» **Instructions for the task**: For the string "source", state how many lines of the data hold it. Give nothing besides the number.

» **Information provided**:
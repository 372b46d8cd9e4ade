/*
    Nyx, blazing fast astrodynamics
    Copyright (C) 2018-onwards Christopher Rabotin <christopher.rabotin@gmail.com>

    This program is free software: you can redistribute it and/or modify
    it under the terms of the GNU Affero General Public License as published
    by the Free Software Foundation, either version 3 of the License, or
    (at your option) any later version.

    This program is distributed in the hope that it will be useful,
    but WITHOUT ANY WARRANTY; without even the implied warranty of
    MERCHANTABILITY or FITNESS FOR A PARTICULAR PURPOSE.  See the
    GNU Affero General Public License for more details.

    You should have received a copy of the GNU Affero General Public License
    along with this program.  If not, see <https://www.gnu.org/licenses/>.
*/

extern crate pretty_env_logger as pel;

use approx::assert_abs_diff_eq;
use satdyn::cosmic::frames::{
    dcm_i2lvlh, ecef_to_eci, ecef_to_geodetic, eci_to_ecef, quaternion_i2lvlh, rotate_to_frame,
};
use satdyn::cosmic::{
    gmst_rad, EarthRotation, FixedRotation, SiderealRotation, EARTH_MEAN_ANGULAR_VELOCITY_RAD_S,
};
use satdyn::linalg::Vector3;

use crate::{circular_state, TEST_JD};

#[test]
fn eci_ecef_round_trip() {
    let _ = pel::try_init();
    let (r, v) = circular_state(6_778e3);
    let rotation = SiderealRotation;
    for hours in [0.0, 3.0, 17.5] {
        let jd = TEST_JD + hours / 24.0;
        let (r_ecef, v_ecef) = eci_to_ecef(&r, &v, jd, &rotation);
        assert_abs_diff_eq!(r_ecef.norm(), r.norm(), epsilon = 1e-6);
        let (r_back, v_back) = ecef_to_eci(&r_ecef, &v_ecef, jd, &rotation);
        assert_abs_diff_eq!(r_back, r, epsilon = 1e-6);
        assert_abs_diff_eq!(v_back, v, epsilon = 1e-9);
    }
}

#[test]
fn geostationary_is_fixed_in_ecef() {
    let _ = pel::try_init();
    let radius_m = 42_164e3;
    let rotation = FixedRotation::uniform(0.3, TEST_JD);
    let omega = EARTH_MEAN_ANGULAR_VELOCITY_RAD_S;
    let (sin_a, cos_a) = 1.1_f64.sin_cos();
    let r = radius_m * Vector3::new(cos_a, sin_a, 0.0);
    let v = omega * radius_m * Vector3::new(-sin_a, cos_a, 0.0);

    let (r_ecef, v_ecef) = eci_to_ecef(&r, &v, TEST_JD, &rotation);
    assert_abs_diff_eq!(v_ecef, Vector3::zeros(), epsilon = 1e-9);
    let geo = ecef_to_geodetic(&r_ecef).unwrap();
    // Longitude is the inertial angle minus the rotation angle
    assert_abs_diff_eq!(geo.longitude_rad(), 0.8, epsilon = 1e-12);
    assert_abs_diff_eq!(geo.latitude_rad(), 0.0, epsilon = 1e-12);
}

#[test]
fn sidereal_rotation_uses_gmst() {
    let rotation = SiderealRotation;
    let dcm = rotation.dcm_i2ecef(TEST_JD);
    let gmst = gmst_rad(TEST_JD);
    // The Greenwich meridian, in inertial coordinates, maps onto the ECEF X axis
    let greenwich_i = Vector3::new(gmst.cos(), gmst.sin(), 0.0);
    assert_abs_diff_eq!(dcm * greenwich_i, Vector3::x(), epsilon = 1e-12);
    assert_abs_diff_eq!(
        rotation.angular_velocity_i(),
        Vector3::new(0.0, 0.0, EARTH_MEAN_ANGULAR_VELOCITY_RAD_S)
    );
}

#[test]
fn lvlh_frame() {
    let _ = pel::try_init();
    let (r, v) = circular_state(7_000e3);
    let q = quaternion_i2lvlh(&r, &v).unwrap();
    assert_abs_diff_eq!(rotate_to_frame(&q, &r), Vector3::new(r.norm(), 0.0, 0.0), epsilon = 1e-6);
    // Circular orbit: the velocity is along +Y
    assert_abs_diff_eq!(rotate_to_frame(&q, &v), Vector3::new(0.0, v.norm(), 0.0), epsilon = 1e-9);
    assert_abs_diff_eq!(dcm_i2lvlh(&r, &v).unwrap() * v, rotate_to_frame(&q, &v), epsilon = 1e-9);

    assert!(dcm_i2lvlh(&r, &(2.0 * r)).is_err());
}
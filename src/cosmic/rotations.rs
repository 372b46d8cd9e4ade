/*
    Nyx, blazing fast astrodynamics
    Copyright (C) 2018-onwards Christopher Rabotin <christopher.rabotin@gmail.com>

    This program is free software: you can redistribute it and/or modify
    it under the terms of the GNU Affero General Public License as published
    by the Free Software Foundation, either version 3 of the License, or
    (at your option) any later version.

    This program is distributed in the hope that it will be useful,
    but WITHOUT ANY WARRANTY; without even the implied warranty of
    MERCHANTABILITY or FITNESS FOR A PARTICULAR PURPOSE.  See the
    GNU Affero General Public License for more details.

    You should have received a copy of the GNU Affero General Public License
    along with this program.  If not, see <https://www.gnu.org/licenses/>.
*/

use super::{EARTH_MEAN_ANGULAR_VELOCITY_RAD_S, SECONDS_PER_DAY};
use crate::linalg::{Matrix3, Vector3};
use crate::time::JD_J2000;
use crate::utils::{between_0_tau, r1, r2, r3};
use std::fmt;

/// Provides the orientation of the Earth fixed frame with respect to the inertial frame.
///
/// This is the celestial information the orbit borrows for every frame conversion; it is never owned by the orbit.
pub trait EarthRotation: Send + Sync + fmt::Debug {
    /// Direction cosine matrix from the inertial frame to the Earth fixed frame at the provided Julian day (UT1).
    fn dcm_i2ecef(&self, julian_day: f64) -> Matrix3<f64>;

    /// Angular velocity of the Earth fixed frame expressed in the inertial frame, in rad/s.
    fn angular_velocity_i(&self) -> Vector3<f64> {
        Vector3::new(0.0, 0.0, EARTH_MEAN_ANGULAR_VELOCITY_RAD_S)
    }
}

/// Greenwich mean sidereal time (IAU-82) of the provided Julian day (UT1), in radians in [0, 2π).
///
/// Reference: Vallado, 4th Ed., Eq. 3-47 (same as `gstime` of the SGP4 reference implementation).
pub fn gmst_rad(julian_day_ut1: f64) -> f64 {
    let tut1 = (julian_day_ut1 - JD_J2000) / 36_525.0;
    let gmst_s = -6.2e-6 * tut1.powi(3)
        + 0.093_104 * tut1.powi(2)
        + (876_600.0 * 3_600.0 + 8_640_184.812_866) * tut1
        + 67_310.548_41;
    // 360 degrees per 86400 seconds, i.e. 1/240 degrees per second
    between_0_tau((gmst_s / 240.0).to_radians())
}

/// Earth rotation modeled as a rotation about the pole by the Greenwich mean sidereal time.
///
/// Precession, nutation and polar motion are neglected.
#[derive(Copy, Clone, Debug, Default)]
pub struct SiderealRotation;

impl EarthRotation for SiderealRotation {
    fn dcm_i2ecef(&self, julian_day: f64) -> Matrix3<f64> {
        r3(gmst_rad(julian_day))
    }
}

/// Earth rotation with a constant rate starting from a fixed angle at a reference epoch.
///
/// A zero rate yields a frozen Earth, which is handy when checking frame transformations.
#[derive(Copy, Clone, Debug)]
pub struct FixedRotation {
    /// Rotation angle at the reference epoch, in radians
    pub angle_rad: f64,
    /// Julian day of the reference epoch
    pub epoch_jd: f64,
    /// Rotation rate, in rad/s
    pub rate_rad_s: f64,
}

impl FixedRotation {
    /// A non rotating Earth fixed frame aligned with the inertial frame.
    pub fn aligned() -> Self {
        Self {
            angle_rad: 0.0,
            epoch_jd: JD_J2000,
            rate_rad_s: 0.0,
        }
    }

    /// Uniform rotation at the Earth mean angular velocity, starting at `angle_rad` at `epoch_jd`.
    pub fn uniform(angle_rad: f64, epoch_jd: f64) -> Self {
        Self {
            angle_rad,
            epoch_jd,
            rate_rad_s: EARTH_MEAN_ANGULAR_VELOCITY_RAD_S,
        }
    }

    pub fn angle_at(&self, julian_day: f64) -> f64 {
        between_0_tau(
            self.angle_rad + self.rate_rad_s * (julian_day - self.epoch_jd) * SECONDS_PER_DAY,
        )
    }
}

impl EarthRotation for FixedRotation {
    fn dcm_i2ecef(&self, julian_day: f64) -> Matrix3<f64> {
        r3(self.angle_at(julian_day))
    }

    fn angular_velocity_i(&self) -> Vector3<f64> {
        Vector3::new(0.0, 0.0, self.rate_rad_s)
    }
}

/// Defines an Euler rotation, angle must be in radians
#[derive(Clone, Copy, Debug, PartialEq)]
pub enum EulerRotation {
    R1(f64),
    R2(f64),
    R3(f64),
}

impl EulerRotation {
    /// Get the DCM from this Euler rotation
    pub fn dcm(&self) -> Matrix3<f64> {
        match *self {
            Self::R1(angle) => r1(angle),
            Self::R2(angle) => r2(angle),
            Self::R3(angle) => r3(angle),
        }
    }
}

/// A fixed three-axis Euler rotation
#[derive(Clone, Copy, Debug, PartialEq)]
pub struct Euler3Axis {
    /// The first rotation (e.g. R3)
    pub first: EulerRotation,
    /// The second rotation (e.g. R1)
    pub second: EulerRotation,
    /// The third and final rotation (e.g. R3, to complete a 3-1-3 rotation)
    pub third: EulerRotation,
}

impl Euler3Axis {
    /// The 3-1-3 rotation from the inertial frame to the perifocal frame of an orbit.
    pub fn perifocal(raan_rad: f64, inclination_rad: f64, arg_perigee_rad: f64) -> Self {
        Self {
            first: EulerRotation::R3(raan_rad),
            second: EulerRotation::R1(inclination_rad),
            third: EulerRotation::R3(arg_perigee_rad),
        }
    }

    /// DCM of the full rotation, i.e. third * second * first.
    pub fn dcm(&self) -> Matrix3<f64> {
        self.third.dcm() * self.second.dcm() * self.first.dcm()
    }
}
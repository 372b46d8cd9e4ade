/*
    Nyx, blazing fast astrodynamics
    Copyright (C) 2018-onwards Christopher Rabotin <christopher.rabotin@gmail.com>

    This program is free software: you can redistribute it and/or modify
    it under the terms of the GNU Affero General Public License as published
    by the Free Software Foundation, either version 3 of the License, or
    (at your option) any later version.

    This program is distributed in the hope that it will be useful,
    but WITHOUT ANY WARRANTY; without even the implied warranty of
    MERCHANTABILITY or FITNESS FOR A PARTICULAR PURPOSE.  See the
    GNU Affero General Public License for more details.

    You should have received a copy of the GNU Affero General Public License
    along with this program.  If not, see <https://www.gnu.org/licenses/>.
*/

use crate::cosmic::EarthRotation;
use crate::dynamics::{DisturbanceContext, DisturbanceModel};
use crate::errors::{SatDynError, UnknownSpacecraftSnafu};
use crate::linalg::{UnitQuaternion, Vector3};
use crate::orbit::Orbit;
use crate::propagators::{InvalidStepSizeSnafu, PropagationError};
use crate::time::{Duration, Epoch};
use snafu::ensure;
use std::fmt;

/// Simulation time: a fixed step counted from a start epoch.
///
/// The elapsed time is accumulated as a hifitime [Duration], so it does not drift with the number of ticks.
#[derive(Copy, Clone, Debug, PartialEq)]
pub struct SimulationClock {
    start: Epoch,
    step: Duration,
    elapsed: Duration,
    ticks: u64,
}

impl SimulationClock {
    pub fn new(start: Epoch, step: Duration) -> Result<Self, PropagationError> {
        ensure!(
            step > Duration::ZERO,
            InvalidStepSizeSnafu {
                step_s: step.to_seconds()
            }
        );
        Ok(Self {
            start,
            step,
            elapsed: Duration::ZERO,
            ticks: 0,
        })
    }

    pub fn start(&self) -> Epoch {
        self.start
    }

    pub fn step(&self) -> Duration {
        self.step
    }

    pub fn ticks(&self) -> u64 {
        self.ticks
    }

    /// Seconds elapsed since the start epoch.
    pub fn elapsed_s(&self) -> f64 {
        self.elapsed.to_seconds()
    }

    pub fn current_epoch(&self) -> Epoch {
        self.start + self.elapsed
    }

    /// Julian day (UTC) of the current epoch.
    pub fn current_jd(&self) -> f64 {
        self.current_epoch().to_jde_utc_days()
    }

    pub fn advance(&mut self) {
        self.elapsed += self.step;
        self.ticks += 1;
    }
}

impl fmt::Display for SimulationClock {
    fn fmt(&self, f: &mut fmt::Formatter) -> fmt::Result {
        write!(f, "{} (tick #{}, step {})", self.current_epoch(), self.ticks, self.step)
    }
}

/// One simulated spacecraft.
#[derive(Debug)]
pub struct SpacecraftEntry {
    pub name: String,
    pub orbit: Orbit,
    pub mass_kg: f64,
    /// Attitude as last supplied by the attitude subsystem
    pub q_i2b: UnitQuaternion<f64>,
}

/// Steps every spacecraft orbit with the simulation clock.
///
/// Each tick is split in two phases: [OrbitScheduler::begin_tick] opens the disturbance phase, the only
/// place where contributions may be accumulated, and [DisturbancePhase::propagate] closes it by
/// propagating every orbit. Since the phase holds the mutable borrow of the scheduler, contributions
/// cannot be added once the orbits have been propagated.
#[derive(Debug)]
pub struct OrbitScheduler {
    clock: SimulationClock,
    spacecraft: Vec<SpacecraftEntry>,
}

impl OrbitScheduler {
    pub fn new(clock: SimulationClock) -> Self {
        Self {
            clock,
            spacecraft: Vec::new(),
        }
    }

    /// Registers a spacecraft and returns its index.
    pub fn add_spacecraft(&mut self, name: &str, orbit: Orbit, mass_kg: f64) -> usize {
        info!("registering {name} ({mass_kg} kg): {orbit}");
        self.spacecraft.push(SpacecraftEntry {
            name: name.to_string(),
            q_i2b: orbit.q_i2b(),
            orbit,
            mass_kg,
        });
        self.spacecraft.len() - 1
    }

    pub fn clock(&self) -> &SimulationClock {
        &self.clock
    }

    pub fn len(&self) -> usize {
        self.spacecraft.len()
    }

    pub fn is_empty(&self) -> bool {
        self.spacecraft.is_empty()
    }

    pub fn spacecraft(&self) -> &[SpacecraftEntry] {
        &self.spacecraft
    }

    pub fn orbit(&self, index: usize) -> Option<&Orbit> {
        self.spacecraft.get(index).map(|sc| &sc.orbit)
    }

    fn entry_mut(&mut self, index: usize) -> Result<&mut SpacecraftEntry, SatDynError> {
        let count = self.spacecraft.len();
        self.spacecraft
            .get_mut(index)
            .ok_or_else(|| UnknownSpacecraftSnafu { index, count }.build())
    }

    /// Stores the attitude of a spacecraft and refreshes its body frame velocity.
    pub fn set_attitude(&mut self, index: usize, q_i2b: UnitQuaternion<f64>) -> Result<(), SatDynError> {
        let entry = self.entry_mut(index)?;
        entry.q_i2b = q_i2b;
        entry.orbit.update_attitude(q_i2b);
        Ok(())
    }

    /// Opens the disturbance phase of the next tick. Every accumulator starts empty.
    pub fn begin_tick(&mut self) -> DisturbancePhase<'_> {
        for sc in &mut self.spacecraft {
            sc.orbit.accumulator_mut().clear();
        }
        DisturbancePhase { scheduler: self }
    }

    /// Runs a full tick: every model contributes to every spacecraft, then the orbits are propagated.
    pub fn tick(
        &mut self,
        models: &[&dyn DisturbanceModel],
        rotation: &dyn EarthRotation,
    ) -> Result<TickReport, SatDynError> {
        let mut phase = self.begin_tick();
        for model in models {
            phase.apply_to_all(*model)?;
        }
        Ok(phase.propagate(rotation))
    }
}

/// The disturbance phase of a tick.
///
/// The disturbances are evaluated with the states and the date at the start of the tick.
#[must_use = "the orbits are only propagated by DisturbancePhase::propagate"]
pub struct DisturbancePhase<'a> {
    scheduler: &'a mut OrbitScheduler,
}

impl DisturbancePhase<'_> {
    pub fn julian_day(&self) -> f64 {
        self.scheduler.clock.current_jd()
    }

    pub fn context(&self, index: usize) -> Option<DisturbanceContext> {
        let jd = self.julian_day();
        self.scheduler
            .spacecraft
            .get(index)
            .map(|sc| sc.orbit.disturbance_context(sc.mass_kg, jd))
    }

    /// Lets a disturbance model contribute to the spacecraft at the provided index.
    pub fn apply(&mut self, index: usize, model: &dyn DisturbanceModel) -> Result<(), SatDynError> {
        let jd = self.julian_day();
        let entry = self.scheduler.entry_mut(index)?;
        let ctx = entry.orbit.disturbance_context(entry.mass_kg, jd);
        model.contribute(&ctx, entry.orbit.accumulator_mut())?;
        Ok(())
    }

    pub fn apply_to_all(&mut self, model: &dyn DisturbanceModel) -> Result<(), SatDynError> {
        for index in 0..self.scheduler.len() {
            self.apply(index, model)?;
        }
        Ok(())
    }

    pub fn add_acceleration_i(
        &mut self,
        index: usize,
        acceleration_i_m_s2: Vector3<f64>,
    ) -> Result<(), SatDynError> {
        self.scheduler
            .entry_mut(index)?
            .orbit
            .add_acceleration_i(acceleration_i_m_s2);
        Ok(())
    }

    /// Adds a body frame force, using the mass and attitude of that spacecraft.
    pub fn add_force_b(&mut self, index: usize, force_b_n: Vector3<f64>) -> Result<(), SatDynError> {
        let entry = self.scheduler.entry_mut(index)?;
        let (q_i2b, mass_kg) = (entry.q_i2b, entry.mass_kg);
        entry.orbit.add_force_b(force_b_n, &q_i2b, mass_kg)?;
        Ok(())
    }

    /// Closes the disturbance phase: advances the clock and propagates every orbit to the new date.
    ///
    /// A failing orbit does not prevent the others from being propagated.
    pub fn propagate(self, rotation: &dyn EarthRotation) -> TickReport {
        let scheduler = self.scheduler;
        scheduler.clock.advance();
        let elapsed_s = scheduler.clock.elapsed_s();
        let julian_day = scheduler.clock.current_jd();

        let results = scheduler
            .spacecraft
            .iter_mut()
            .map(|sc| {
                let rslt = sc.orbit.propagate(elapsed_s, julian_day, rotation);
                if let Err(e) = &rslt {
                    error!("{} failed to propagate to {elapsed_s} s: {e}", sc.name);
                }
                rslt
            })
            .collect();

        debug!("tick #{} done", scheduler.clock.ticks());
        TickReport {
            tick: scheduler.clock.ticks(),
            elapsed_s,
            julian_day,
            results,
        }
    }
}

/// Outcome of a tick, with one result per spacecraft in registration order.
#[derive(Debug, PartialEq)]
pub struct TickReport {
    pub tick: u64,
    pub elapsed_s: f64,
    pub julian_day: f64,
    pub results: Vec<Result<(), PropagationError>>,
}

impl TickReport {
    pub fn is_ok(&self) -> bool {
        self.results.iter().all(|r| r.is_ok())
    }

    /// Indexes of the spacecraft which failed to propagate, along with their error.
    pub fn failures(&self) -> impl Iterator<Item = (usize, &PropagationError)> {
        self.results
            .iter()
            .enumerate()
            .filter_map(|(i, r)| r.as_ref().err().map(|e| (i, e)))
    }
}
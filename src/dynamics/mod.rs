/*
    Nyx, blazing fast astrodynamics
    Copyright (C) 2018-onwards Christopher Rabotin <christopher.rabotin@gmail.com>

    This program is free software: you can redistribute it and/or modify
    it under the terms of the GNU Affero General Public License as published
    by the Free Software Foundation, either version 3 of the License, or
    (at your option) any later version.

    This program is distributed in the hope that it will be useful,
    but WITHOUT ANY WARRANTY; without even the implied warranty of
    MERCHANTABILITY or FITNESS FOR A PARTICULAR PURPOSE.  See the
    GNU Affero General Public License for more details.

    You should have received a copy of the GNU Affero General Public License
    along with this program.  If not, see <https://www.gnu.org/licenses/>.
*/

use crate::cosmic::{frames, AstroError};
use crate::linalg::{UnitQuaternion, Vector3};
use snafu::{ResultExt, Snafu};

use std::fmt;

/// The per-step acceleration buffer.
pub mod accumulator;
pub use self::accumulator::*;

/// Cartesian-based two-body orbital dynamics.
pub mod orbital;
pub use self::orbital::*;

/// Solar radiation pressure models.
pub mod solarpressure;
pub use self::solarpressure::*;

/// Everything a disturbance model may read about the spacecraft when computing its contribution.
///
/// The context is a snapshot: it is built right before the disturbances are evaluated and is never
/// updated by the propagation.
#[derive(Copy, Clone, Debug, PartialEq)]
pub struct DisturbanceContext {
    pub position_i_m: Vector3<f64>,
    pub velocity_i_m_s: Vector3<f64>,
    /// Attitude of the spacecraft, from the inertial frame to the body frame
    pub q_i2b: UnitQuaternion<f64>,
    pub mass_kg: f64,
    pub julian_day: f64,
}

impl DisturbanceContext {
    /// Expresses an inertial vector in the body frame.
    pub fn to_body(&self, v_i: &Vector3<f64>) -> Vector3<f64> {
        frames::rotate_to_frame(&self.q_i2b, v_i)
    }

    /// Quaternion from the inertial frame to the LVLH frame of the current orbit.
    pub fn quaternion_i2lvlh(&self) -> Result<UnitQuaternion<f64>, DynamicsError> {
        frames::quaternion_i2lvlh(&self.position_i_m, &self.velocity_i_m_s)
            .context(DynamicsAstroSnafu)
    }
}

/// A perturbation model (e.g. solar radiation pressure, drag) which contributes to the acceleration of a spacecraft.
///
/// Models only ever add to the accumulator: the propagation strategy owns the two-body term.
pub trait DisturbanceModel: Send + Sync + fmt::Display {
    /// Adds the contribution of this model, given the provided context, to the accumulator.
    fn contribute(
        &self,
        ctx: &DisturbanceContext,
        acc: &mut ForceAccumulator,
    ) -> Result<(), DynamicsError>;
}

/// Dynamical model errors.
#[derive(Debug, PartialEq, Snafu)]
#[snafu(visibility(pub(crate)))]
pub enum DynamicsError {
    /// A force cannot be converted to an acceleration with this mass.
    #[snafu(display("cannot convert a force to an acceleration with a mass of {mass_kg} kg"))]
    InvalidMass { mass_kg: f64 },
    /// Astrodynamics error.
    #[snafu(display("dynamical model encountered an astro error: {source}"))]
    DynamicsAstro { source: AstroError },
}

» **Your response**: 2